What needs to be done: Search the entries for lines that contain the word "Flask", and report each one found.

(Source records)
"""
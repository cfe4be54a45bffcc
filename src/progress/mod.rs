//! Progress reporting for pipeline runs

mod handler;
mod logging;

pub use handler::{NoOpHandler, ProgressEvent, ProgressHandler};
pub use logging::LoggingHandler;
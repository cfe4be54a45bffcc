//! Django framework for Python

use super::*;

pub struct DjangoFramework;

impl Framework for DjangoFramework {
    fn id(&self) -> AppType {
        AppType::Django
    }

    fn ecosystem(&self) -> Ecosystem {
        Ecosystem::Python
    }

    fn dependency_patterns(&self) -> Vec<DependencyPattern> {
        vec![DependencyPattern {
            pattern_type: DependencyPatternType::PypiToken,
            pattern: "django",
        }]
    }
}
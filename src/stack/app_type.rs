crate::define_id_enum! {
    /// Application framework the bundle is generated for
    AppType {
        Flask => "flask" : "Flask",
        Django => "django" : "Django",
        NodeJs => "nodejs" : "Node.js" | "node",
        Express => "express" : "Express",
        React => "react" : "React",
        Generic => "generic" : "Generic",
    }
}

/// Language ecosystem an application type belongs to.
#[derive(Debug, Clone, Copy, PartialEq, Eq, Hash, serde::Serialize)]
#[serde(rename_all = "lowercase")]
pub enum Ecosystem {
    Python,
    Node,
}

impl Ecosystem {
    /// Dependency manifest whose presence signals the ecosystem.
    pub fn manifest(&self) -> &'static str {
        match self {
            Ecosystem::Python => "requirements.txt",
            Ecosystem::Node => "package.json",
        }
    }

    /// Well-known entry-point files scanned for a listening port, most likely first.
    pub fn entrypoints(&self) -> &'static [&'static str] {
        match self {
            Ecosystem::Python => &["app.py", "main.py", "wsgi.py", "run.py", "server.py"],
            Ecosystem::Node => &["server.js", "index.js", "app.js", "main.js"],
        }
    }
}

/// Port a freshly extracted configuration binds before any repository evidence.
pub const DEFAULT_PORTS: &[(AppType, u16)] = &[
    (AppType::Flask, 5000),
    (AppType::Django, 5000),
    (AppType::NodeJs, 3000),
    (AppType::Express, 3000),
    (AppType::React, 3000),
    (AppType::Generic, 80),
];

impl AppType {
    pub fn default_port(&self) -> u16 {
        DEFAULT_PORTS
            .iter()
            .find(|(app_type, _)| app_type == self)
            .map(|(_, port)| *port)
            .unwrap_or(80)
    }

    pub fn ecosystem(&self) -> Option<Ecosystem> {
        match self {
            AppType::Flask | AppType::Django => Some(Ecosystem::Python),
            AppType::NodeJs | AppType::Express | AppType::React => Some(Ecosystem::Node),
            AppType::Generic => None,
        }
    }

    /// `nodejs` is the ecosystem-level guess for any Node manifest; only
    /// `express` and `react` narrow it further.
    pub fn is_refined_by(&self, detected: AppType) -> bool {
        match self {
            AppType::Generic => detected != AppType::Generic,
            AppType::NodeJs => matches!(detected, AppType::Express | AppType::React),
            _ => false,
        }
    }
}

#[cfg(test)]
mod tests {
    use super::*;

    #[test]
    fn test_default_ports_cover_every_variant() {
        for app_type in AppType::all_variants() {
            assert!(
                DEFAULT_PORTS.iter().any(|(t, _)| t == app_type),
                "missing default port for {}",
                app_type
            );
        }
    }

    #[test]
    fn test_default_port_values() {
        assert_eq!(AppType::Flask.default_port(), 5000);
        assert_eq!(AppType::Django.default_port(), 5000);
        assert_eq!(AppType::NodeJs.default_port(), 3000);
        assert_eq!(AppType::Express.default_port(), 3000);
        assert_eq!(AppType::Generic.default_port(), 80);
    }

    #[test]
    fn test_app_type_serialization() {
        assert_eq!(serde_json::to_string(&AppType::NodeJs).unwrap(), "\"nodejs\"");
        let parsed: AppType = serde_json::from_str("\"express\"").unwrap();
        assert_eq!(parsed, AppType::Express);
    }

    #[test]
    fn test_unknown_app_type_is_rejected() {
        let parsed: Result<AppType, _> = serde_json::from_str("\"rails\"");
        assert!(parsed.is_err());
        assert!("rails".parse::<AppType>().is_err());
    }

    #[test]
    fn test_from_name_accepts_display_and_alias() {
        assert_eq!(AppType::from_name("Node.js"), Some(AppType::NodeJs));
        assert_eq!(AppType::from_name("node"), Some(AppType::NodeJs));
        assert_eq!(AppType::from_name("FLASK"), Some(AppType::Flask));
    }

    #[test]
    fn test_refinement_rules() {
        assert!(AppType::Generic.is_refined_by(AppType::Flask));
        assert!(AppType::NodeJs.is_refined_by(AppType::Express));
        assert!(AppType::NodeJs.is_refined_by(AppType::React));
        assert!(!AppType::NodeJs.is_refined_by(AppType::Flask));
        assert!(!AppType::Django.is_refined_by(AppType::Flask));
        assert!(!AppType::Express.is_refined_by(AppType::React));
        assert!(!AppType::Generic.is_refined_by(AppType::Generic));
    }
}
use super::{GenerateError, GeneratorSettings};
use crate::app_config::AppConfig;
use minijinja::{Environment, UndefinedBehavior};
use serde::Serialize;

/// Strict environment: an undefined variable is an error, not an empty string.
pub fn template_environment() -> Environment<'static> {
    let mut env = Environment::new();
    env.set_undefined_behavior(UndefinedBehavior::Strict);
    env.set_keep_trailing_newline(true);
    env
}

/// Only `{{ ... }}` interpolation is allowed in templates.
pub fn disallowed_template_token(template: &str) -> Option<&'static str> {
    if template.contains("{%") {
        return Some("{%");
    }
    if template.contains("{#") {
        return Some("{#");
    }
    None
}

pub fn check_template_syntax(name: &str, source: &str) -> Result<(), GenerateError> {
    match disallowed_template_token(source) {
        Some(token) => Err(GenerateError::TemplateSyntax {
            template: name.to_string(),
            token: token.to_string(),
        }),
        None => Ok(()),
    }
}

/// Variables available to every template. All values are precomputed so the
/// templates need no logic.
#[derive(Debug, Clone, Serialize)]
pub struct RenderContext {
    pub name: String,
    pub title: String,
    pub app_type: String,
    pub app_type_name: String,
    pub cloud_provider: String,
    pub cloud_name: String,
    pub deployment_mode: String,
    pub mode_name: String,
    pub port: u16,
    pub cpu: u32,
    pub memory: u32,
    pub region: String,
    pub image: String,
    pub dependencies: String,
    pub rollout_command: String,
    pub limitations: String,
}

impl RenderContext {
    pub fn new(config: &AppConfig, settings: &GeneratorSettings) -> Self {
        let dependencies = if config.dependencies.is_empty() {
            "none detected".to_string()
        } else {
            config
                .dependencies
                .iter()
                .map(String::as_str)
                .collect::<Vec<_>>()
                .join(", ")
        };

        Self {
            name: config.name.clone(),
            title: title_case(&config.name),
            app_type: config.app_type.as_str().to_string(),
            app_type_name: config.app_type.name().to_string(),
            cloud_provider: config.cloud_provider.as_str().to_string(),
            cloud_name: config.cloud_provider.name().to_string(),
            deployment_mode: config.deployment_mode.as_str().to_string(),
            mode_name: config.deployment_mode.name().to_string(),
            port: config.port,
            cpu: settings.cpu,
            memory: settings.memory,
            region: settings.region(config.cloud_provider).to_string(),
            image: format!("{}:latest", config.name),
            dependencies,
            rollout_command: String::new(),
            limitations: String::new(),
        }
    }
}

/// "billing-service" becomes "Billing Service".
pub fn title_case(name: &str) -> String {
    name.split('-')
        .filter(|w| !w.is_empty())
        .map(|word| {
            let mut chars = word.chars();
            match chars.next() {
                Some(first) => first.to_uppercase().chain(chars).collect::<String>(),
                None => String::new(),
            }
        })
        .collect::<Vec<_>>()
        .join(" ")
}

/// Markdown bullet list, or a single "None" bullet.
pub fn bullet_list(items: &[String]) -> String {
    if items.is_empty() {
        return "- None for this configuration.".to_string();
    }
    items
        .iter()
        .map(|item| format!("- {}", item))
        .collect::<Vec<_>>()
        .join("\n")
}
"""
Solution to the problem:
        Flask => "flask" : "Flask",
    (AppType::Flask, 5000),
            AppType::Flask | AppType::Django => Some(Ecosystem::Python),
        assert_eq!(AppType::Flask.default_port(), 5000);
        assert_eq!(AppType::from_name("FLASK"), Some(AppType::Flask));
        assert!(AppType::Generic.is_refined_by(AppType::Flask));
        assert!(!AppType::NodeJs.is_refined_by(AppType::Flask));
        assert!(!AppType::Django.is_refined_by(AppType::Flask));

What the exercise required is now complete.